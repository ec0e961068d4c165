//! Audit trail: one JSON line per authorization decision.

pub mod record;
pub mod trust_score;
pub mod writer;

pub use record::{AuditRecord, MonotonicClock};
pub use trust_score::TrustScore;
pub use writer::AuditWriter;
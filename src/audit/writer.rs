//! Append-only NDJSON audit writer.
//!
//! Every append is a full open → write → flush → close cycle; no file handle
//! outlives a call. Appends are serialized through an async mutex so lines
//! from concurrent requests never interleave. Failures are logged and
//! swallowed: audit durability is best-effort and never gates a response.

use std::path::{Path, PathBuf};

use tokio::fs::{self, OpenOptions};
use tokio::io::AsyncWriteExt;
use tokio::sync::Mutex;
use tracing::{debug, error};

use super::record::AuditRecord;
use crate::Result;

/// Shared writer for the audit log.
#[derive(Debug)]
pub struct AuditWriter {
    path: PathBuf,
    lock: Mutex<()>,
}

impl AuditWriter {
    /// Create a writer for `path`. Nothing touches the filesystem until the
    /// first append.
    #[must_use]
    pub fn new(path: impl Into<PathBuf>) -> Self {
        Self {
            path: path.into(),
            lock: Mutex::new(()),
        }
    }

    /// Log file location.
    #[must_use]
    pub fn path(&self) -> &Path {
        &self.path
    }

    /// Append `record`, logging (not returning) any failure.
    pub async fn append(&self, record: AuditRecord) {
        if let Err(e) = self.try_append(&record).await {
            error!(
                path = %self.path.display(),
                caller = %record.caller_id,
                allowed = record.allowed,
                error = %e,
                "Audit append failed"
            );
        }
    }

    /// Append `record` as one JSON line.
    ///
    /// # Errors
    ///
    /// Returns an error if the record cannot be serialized or the log
    /// cannot be created, opened or written.
    pub async fn try_append(&self, record: &AuditRecord) -> Result<()> {
        let mut line = serde_json::to_vec(record)?;
        line.push(b'\n');

        let _guard = self.lock.lock().await;

        if let Some(parent) = self.path.parent() {
            if !parent.as_os_str().is_empty() {
                fs::create_dir_all(parent).await?;
            }
        }

        let mut file = OpenOptions::new()
            .create(true)
            .append(true)
            .open(&self.path)
            .await?;
        file.write_all(&line).await?;
        file.flush().await?;
        drop(file);

        debug!(path = %self.path.display(), bytes = line.len(), "Audit record appended");
        Ok(())
    }
}
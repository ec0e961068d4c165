//! Audit record and its timestamp source.

use chrono::{DateTime, Utc};
use parking_lot::Mutex;
use serde::{Deserialize, Serialize};

use crate::policy::Decision;

/// One authorization decision, as written to the audit log.
///
/// Serialized as a single JSON object per line:
///
/// ```text
/// {"ts":"2025-01-01T12:00:00.123456789Z","caller_id":"spiffe://trust/serviceB",
///  "attested":true,"allowed":true,"reason":"","path":"/protected",
///  "method":"GET","tls_verified":true}
/// ```
#[derive(Debug, Clone, PartialEq, Eq, Serialize, Deserialize)]
pub struct AuditRecord {
    /// Decision time (UTC, nanosecond precision).
    #[serde(rename = "ts")]
    pub timestamp: DateTime<Utc>,
    /// Extracted caller identity; empty when unattested.
    pub caller_id: String,
    /// Whether a SPIFFE identity was extracted.
    pub attested: bool,
    /// Final decision.
    pub allowed: bool,
    /// Audit-only explanation; empty when allowed without anomaly.
    pub reason: String,
    /// Request path.
    pub path: String,
    /// Request method.
    pub method: String,
    /// Mirrors `attested`: extraction success is the only verified-peer signal.
    pub tls_verified: bool,
}

impl AuditRecord {
    /// Build the record for a finished decision.
    #[must_use]
    pub fn from_decision(
        timestamp: DateTime<Utc>,
        caller_id: impl Into<String>,
        attested: bool,
        decision: Decision,
        path: impl Into<String>,
        method: impl Into<String>,
    ) -> Self {
        Self {
            timestamp,
            caller_id: caller_id.into(),
            attested,
            allowed: decision.allowed,
            reason: decision.reason,
            path: path.into(),
            method: method.into(),
            tls_verified: attested,
        }
    }
}

/// Wall-clock source that never goes backwards within a process.
///
/// If the system clock steps back, the previous timestamp is reused so the
/// audit log stays ordered.
#[derive(Debug, Default)]
pub struct MonotonicClock {
    last: Mutex<Option<DateTime<Utc>>>,
}

impl MonotonicClock {
    /// Create a clock with no history.
    #[must_use]
    pub fn new() -> Self {
        Self::default()
    }

    /// Current UTC time, never earlier than any previous result.
    pub fn now(&self) -> DateTime<Utc> {
        self.observe(Utc::now())
    }

    fn observe(&self, candidate: DateTime<Utc>) -> DateTime<Utc> {
        let mut last = self.last.lock();
        let ts = match *last {
            Some(prev) if prev > candidate => prev,
            _ => candidate,
        };
        *last = Some(ts);
        ts
    }
}
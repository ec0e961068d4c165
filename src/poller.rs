//! Peripheral caller that exercises the authorization endpoint.
//!
//! Presents a client certificate, calls the target on a fixed interval and
//! logs what came back. No retries and no backoff: every tick is one call.

use tokio::time::{MissedTickBehavior, interval};
use tracing::{info, warn};

use crate::config::PollerConfig;
use crate::mtls::build_client_config;
use crate::{Error, Result};

/// mTLS client for the gateway's protected endpoint.
#[derive(Debug, Clone)]
pub struct Poller {
    http: reqwest::Client,
    config: PollerConfig,
}

/// Outcome of one call.
#[derive(Debug, Clone, PartialEq, Eq)]
pub struct CallResult {
    /// HTTP status code
    pub status: u16,
    /// Response body
    pub body: String,
}

impl Poller {
    /// Build the client from the configured certificate material.
    pub fn new(config: PollerConfig) -> Result<Self> {
        let tls = build_client_config(&config.client_cert, &config.client_key, &config.ca_cert)?;
        let http = reqwest::Client::builder()
            .use_preconfigured_tls(tls)
            .timeout(config.call_timeout)
            .build()
            .map_err(Error::Http)?;
        Ok(Self { http, config })
    }

    /// Make a single call to the target.
    pub async fn call_once(&self) -> Result<CallResult> {
        let response = self.http.get(&self.config.target_url).send().await?;
        let status = response.status().as_u16();
        let body = response.text().await?;
        Ok(CallResult { status, body })
    }

    /// Call the target forever, one request per interval.
    pub async fn run(&self) -> Result<()> {
        let period = self.config.interval();
        info!(url = %self.config.target_url, interval = ?period, "Starting poller");

        let mut ticker = interval(period);
        ticker.set_missed_tick_behavior(MissedTickBehavior::Delay);
        loop {
            ticker.tick().await;
            match self.call_once().await {
                Ok(result) => info!(
                    status = result.status,
                    body = %result.body.trim_end(),
                    "serviceA response"
                ),
                Err(e) => warn!(error = %e, "request failed"),
            }
        }
    }
}
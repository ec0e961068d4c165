//! Mutual TLS: trust configuration and caller identity.
//!
//! # Architecture
//!
//! ```text
//! TCP connection
//!   → TLS 1.3 handshake  (rustls verifies client cert against CA [+ CRL])
//!   → PeerCertificates attached to request extensions   (acceptor)
//!   → SPIFFE identity extracted from the leaf            (identity)
//! ```
//!
//! # Modules
//!
//! - [`tls`]: PEM loading and rustls server/client config building
//! - [`acceptor`]: `axum-server` acceptor exposing the verified peer chain
//! - [`identity`]: SPIFFE identity extraction from X.509 SAN URIs

pub mod acceptor;
pub mod identity;
pub mod tls;

pub use acceptor::{PeerCertAcceptor, PeerCertificates};
pub use identity::{CertIdentity, extract};
pub use tls::{build_client_config, build_server_config, load_certs, load_crls, load_private_key};
//! mTLS Authorization Gateway Library
//!
//! Terminates mutually-authenticated TLS, derives a SPIFFE identity from the
//! client certificate, asks an external policy evaluator (OPA) for a verdict,
//! and appends every decision to an NDJSON audit trail.
//!
//! # Request path
//!
//! ```text
//! TCP connection
//!   → TLS 1.3 handshake  (rustls verifies the client cert against the CA)
//!   → PeerCertificates attached to the request
//!   → AuthzHandler: identify → evaluate → record → respond
//! ```
//!
//! The authorization endpoint is fail-closed: any policy-call failure is a
//! denial, and callers only ever see `200` or `403`.

#![forbid(unsafe_code)]
#![warn(missing_docs)]

pub mod audit;
pub mod cli;
pub mod config;
pub mod error;
pub mod gateway;
pub mod mtls;
pub mod policy;
pub mod poller;

pub use error::{Error, Result};

use tracing_subscriber::{EnvFilter, fmt, layer::SubscriberExt, util::SubscriberInitExt};

/// Setup tracing/logging
pub fn setup_tracing(level: &str, format: Option<&str>) -> Result<()> {
    let filter = EnvFilter::try_from_default_env().unwrap_or_else(|_| EnvFilter::new(level));

    let subscriber = tracing_subscriber::registry().with(filter);

    match format {
        Some("json") => {
            subscriber
                .with(fmt::layer().json())
                .try_init()
                .map_err(|e| Error::Internal(format!("tracing already initialised: {e}")))?;
        }
        _ => {
            subscriber
                .with(fmt::layer())
                .try_init()
                .map_err(|e| Error::Internal(format!("tracing already initialised: {e}")))?;
        }
    }

    Ok(())
}
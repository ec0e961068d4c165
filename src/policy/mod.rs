//! Policy evaluation and the fail-closed decision pipeline.
//!
//! - [`client`]: OPA client behind the [`PolicyDecider`] seam
//! - [`decision`]: ordered checks turning a call outcome into a [`Decision`]

pub mod client;
pub mod decision;

pub use client::{OpaClient, PolicyDecider, PolicyError, PolicyQuery, PolicyVerdict};
pub use decision::{Decision, DecisionInput, OPA_ERROR_PREFIX, UNEXPECTED_IDENTITY, decide};
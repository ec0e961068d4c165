//! Command-line interface

use std::path::PathBuf;
use std::time::Duration;

use clap::{Parser, Subcommand};

use crate::config;

/// mTLS authorization gateway with SPIFFE identity, OPA decisions and an audit trail
#[derive(Parser, Debug)]
#[command(name = "authz-gateway")]
#[command(version, about, long_about = None)]
pub struct Cli {
    /// Path to configuration file (YAML); environment variables override it
    #[arg(short, long, env = "AUTHZ_GATEWAY_CONFIG", global = true)]
    pub config: Option<PathBuf>,

    /// Path to a .env file loaded before configuration
    #[arg(long, env = "AUTHZ_GATEWAY_ENV_FILE", global = true)]
    pub env_file: Option<PathBuf>,

    /// Log level (trace, debug, info, warn, error)
    #[arg(
        long,
        default_value = "info",
        env = "AUTHZ_GATEWAY_LOG_LEVEL",
        global = true
    )]
    pub log_level: String,

    /// Log format (text, json)
    #[arg(long, env = "AUTHZ_GATEWAY_LOG_FORMAT", global = true)]
    pub log_format: Option<String>,

    /// Subcommand (optional - defaults to server mode)
    #[command(subcommand)]
    pub command: Option<Command>,
}

/// Available subcommands
#[derive(Subcommand, Debug)]
pub enum Command {
    /// Start the gateway server (default)
    Serve,

    /// Call the protected endpoint periodically with a client certificate
    Poll,

    /// Summarize allowed vs denied decisions in an audit log
    TrustScore {
        /// Audit log to read
        #[arg(short, long, env = "AUDIT_PATH", default_value = "/shared/audit.jsonl")]
        input: PathBuf,

        /// Keep watching and print whenever the tally changes
        #[arg(short, long)]
        watch: bool,

        /// Poll interval in watch mode (e.g. "2s", "500ms")
        #[arg(long, default_value = "2s", value_parser = parse_interval)]
        interval: Duration,
    },
}

/// Watch interval: any duration [`config::parse_duration`] accepts, except zero.
fn parse_interval(s: &str) -> Result<Duration, String> {
    let interval = config::parse_duration(s)?;
    if interval.is_zero() {
        return Err("interval must be greater than zero".to_string());
    }
    Ok(interval)
}
//! Consolidator
//!
//! Runs at the end of every sweep: exact dedup by `content_hash`, a
//! near-duplicate pass over recently-touched memories, then Working-tier
//! eviction, driven by importance and recency rather than a spaced-
//! repetition strength model.

use crate::concurrency::IdLocks;
use crate::config::EngineConfig;
use crate::embeddings::{cosine_similarity, Embedder};
use crate::memory::{Memory, Tier, VaultScope};
use crate::storage::{RelationalStore, VectorStore};
use std::collections::HashMap;
use std::sync::Arc;

#[derive(Debug, Clone, Default)]
pub struct ConsolidationOutcome {
    pub duplicates_merged: i64,
    pub near_duplicates_merged: i64,
    pub evicted: i64,
}

pub struct Consolidator {
    relational: Arc<dyn RelationalStore>,
    vector: Arc<dyn VectorStore>,
    embedder: Arc<dyn Embedder>,
    config: EngineConfig,
    id_locks: Arc<IdLocks>,
}

impl Consolidator {
    pub fn new(
        relational: Arc<dyn RelationalStore>,
        vector: Arc<dyn VectorStore>,
        embedder: Arc<dyn Embedder>,
        config: EngineConfig,
        id_locks: Arc<IdLocks>,
    ) -> Self {
        Self { relational, vector, embedder, config, id_locks }
    }

    pub fn consolidate(&self, touched: &[Memory]) -> ConsolidationOutcome {
        let mut outcome = ConsolidationOutcome::default();
        outcome.duplicates_merged += self.dedup_by_content_hash(Tier::Session);
        outcome.duplicates_merged += self.dedup_by_content_hash(Tier::LongTerm);
        outcome.near_duplicates_merged += self.near_duplicate_pass(touched);
        outcome.evicted += self.evict_working();
        outcome
    }

    /// Within each `content_hash` group in a tier, keep the highest-importance
    /// row, merge `access_count`, take max `last_accessed_at`, union metadata.
    fn dedup_by_content_hash(&self, tier: Tier) -> i64 {
        let mut groups: HashMap<(String, VaultScope), Vec<Memory>> = HashMap::new();
        let mut after = None;
        loop {
            let page = match self.relational.page_by_tier(tier, after.clone(), self.config.sweep_batch) {
                Ok(p) => p,
                Err(e) => {
                    tracing::warn!(error = %e, "consolidator: page_by_tier failed");
                    break;
                }
            };
            if page.is_empty() {
                break;
            }
            after = page.last().map(|m| (m.created_at, m.id.clone()));
            let exhausted = page.len() < self.config.sweep_batch;
            for m in page {
                groups.entry((m.content_hash.clone(), m.vault_scope)).or_default().push(m);
            }
            if exhausted {
                break;
            }
        }

        let mut merged = 0;
        for (_, mut group) in groups {
            if group.len() < 2 {
                continue;
            }
            group.sort_by(|a, b| b.importance.partial_cmp(&a.importance).unwrap_or(std::cmp::Ordering::Equal));
            let survivor = merge_group(&group);
            for m in &group[1..] {
                let deleted = self.id_locks.with_lock(&m.id, || self.relational.delete(&m.id));
                if let Err(e) = deleted {
                    tracing::warn!(id = %m.id, error = %e, "consolidator: dedup delete failed");
                    continue;
                }
                let _ = self.vector.remove(tier, &m.id);
                merged += 1;
            }
            let persisted = self.id_locks.with_lock(&survivor.id, || self.apply_merged(&survivor));
            if let Err(e) = persisted {
                tracing::warn!(id = %survivor.id, error = %e, "consolidator: failed to persist merge");
            }
        }
        merged
    }

    /// For recently-touched rows, find the closest neighbor in the same
    /// tier; merge if similarity >= dedup_sim and importance delta < 0.05.
    fn near_duplicate_pass(&self, touched: &[Memory]) -> i64 {
        let mut merged = 0;
        for m in touched {
            if m.pending_embedding || m.quarantined {
                continue;
            }
            let embedding = match self.embedder.embed(&m.content) {
                Ok(v) => v,
                Err(_) => continue,
            };
            let neighbors = match self.vector.search(&[m.tier], &embedding, 3, 0.0) {
                Ok(v) => v,
                Err(_) => continue,
            };
            for (other_id, similarity) in neighbors {
                if other_id == m.id || similarity < self.config.dedup_sim {
                    continue;
                }
                let Ok(Some(other)) = self.relational.get(&other_id) else { continue };
                if (other.importance - m.importance).abs() >= 0.05 {
                    continue;
                }
                let mut pair = vec![m.clone(), other.clone()];
                pair.sort_by(|a, b| b.importance.partial_cmp(&a.importance).unwrap_or(std::cmp::Ordering::Equal));
                let survivor = merge_group(&pair);
                let loser = if survivor.id == m.id { &other } else { m };
                let deleted = self.id_locks.with_lock(&loser.id, || self.relational.delete(&loser.id));
                if deleted.is_ok() {
                    let _ = self.vector.remove(loser.tier, &loser.id);
                    let persisted = self.id_locks.with_lock(&survivor.id, || self.apply_merged(&survivor));
                    if persisted.is_ok() {
                        merged += 1;
                    }
                }
            }
        }
        merged
    }

    fn evict_working(&self) -> i64 {
        let mut evicted = 0;
        let now = chrono::Utc::now();
        let mut after = None;
        loop {
            let page = match self.relational.page_by_tier(Tier::Working, after.clone(), self.config.sweep_batch) {
                Ok(p) => p,
                Err(e) => {
                    tracing::warn!(error = %e, "consolidator: evict page failed");
                    break;
                }
            };
            if page.is_empty() {
                break;
            }
            after = page.last().map(|m| (m.created_at, m.id.clone()));
            let exhausted = page.len() < self.config.sweep_batch;

            for m in page {
                let age = now - m.created_at;
                if m.importance < self.config.evict_min_importance && age > self.config.evict_age {
                    let deleted = self.id_locks.with_lock(&m.id, || self.relational.delete(&m.id));
                    if deleted.is_ok() {
                        let _ = self.vector.remove(Tier::Working, &m.id);
                        evicted += 1;
                    }
                }
            }
            if exhausted {
                break;
            }
        }
        evicted
    }

    /// Persist the merged survivor's access_count/last_accessed_at/metadata.
    /// `RelationalStore` exposes only narrow field setters plus `insert`, so
    /// replace the row wholesale rather than adding a bespoke update method.
    fn apply_merged(&self, survivor: &Memory) -> crate::storage::RelationalResult<()> {
        let _ = self.relational.delete(&survivor.id);
        self.relational.insert(survivor)
    }
}

fn merge_group(group: &[Memory]) -> Memory {
    let mut survivor = group[0].clone();
    let total_access: i64 = group.iter().map(|m| m.access_count).sum();
    let max_last_accessed = group.iter().map(|m| m.last_accessed_at).max().unwrap_or(survivor.last_accessed_at);
    let mut metadata = survivor.metadata.clone();
    for m in &group[1..] {
        for (k, v) in &m.metadata {
            metadata.entry(k.clone()).or_insert_with(|| v.clone());
        }
    }
    survivor.access_count = total_access;
    survivor.last_accessed_at = max_last_accessed;
    survivor.metadata = metadata;
    survivor
}

#[cfg(test)]
mod tests {
    use super::*;
    use crate::embeddings::FakeEmbedder;
    use crate::memory::{content_hash, Metadata, VaultScope};
    use crate::storage::{FlatVectorIndex, SqliteStore};

    fn sample(id: &str, content: &str, importance: f64, tier: Tier, access_count: i64) -> Memory {
        sample_scoped(id, content, importance, tier, access_count, VaultScope::Core)
    }

    fn sample_scoped(
        id: &str,
        content: &str,
        importance: f64,
        tier: Tier,
        access_count: i64,
        vault_scope: VaultScope,
    ) -> Memory {
        let now = chrono::Utc::now();
        Memory {
            id: id.to_string(),
            content: content.to_string(),
            content_hash: content_hash(content),
            context: "general".to_string(),
            importance,
            tier,
            created_at: now,
            last_accessed_at: now,
            access_count,
            metadata: Metadata::new(),
            vault_scope,
            pending_embedding: false,
            quarantined: false,
            consecutive_sweep_failures: 0,
        }
    }

    fn consolidator() -> (Consolidator, Arc<dyn RelationalStore>, Arc<dyn VectorStore>) {
        let cfg = EngineConfig { embedding_dim: 8, ..EngineConfig::default() };
        let r: Arc<dyn RelationalStore> = Arc::new(SqliteStore::open_in_memory().unwrap());
        let v: Arc<dyn VectorStore> = Arc::new(FlatVectorIndex::new(8));
        let e: Arc<dyn Embedder> = Arc::new(FakeEmbedder::new(8));
        let c = Consolidator::new(r.clone(), v.clone(), e, cfg, Arc::new(IdLocks::new()));
        (c, r, v)
    }

    #[test]
    fn dedup_keeps_highest_importance_survivor() {
        let (c, r, _v) = consolidator();
        r.insert(&sample("a", "same text", 0.9, Tier::Session, 3)).unwrap();
        r.insert(&sample("b", "same text", 0.4, Tier::Session, 5)).unwrap();

        let merged = c.dedup_by_content_hash(Tier::Session);

        assert_eq!(merged, 1);
        assert!(r.get("a").unwrap().is_some());
        assert!(r.get("b").unwrap().is_none());
        assert_eq!(r.get("a").unwrap().unwrap().access_count, 8);
    }

    #[test]
    fn dedup_spares_rows_with_same_content_in_different_vault_scopes() {
        let (c, r, _v) = consolidator();
        r.insert(&sample_scoped("a", "same text", 0.9, Tier::Session, 3, VaultScope::Core)).unwrap();
        r.insert(&sample_scoped("b", "same text", 0.4, Tier::Session, 5, VaultScope::Project)).unwrap();

        let merged = c.dedup_by_content_hash(Tier::Session);

        assert_eq!(merged, 0);
        assert!(r.get("a").unwrap().is_some());
        assert!(r.get("b").unwrap().is_some());
    }

    #[test]
    fn evict_working_removes_low_importance_old_rows() {
        let (c, r, _v) = consolidator();
        let mut old = sample("a", "stale", 0.1, Tier::Working, 0);
        old.created_at = chrono::Utc::now() - chrono::Duration::hours(100);
        r.insert(&old).unwrap();

        let evicted = c.evict_working();

        assert_eq!(evicted, 1);
        assert!(r.get("a").unwrap().is_none());
    }

    #[test]
    fn evict_working_spares_important_old_rows() {
        let (c, r, _v) = consolidator();
        let mut old = sample("a", "keep me", 0.9, Tier::Working, 0);
        old.created_at = chrono::Utc::now() - chrono::Duration::hours(100);
        r.insert(&old).unwrap();

        let evicted = c.evict_working();

        assert_eq!(evicted, 0);
        assert!(r.get("a").unwrap().is_some());
    }
}
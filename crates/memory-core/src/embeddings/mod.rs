//! Embedder capability
//!
//! The embedder is a pure function `text -> Vec<f32>` backed by an external
//! service call rather than local inference, so this module exposes a small
//! trait with two implementations: an HTTP-backed production adapter and a
//! deterministic in-process fake for tests.

mod client;
mod fake;

pub use client::HttpEmbedder;
pub use fake::FakeEmbedder;

/// Embedder error kinds: transient vs permanent
#[derive(Debug, Clone)]
pub enum EmbedError {
    /// Transient, retryable (e.g. network failure, rate limit)
    Unavailable(String),
    /// Permanent, never retried (e.g. empty text)
    Invalid(String),
}

impl std::fmt::Display for EmbedError {
    fn fmt(&self, f: &mut std::fmt::Formatter<'_>) -> std::fmt::Result {
        match self {
            EmbedError::Unavailable(e) => write!(f, "embedder unavailable: {e}"),
            EmbedError::Invalid(e) => write!(f, "invalid embedder input: {e}"),
        }
    }
}

impl std::error::Error for EmbedError {}

/// Backoff policy for retrying transient embedder failures (base 500ms,
/// cap 30s, max 5 attempts)
#[derive(Debug, Clone, Copy)]
pub struct BackoffPolicy {
    pub base_ms: u64,
    pub cap_ms: u64,
    pub max_attempts: u32,
}

impl Default for BackoffPolicy {
    fn default() -> Self {
        Self {
            base_ms: 500,
            cap_ms: 30_000,
            max_attempts: 5,
        }
    }
}

impl BackoffPolicy {
    /// Delay before the given attempt (1-indexed), exponential with a cap.
    pub fn delay_for_attempt(&self, attempt: u32) -> std::time::Duration {
        let factor = 1u64 << attempt.saturating_sub(1).min(20);
        let ms = self.base_ms.saturating_mul(factor).min(self.cap_ms);
        std::time::Duration::from_millis(ms)
    }
}

/// `embed(text) -> vector<float, D>` contract
pub trait Embedder: Send + Sync {
    /// Fixed dimension D this embedder produces
    fn dimensions(&self) -> usize;

    /// Embed a single piece of text. Pure w.r.t. model + text.
    fn embed(&self, text: &str) -> Result<Vec<f32>, EmbedError>;

    /// Embed a batch, preserving input order. On partial failure the whole
    /// batch fails; callers fall back to per-item `embed`.
    fn embed_many(&self, texts: &[&str]) -> Result<Vec<Vec<f32>>, EmbedError> {
        texts.iter().map(|t| self.embed(t)).collect()
    }

    /// `true` if the embedder is currently reachable (used by `get_health`)
    fn is_ready(&self) -> bool {
        true
    }
}

/// Embed with bounded exponential-backoff retry on transient failures
/// Callers retry on transient failures with bounded exponential backoff.
pub fn embed_with_retry(
    embedder: &dyn Embedder,
    text: &str,
    policy: BackoffPolicy,
) -> Result<Vec<f32>, EmbedError> {
    let mut last_err = None;
    for attempt in 1..=policy.max_attempts {
        match embedder.embed(text) {
            Ok(v) => return Ok(v),
            Err(EmbedError::Invalid(e)) => return Err(EmbedError::Invalid(e)),
            Err(e @ EmbedError::Unavailable(_)) => {
                tracing::warn!(attempt, error = %e, "embedder call failed, retrying");
                last_err = Some(e);
                if attempt < policy.max_attempts {
                    std::thread::sleep(policy.delay_for_attempt(attempt));
                }
            }
        }
    }
    Err(last_err.unwrap_or_else(|| EmbedError::Unavailable("exhausted retries".into())))
}

/// L2-normalize a vector in place (shared by both embedder implementations)
pub fn normalize(vector: &mut [f32]) {
    let norm = vector.iter().map(|x| x * x).sum::<f32>().sqrt();
    if norm > 0.0 {
        for x in vector.iter_mut() {
            *x /= norm;
        }
    }
}

/// Cosine similarity between two equal-length vectors
pub fn cosine_similarity(a: &[f32], b: &[f32]) -> f32 {
    if a.len() != b.len() || a.is_empty() {
        return 0.0;
    }
    let mut dot = 0.0f32;
    let mut norm_a = 0.0f32;
    let mut norm_b = 0.0f32;
    for (x, y) in a.iter().zip(b.iter()) {
        dot += x * y;
        norm_a += x * x;
        norm_b += y * y;
    }
    let denom = (norm_a * norm_b).sqrt();
    if denom > 0.0 {
        dot / denom
    } else {
        0.0
    }
}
★ ★ ★ ★ ★
### Task requirements:
Please reproduce, exactly as written, the lines of the records from the first line through the one containing "mutex so lines".

### Task output:
repository ec0e961068d4c165
//! Audit trail: one JSON line per authorization decision.

pub mod record;
pub mod trust_score;
pub mod writer;

pub use record::{AuditRecord, MonotonicClock};
pub use trust_score::TrustScore;
pub use writer::AuditWriter;
filename src/audit/writer.rs
//! Append-only NDJSON audit writer.
//!
//! Every append is a full open → write → flush → close cycle; no file handle
//! outlives a call. Appends are serialized through an async mutex so lines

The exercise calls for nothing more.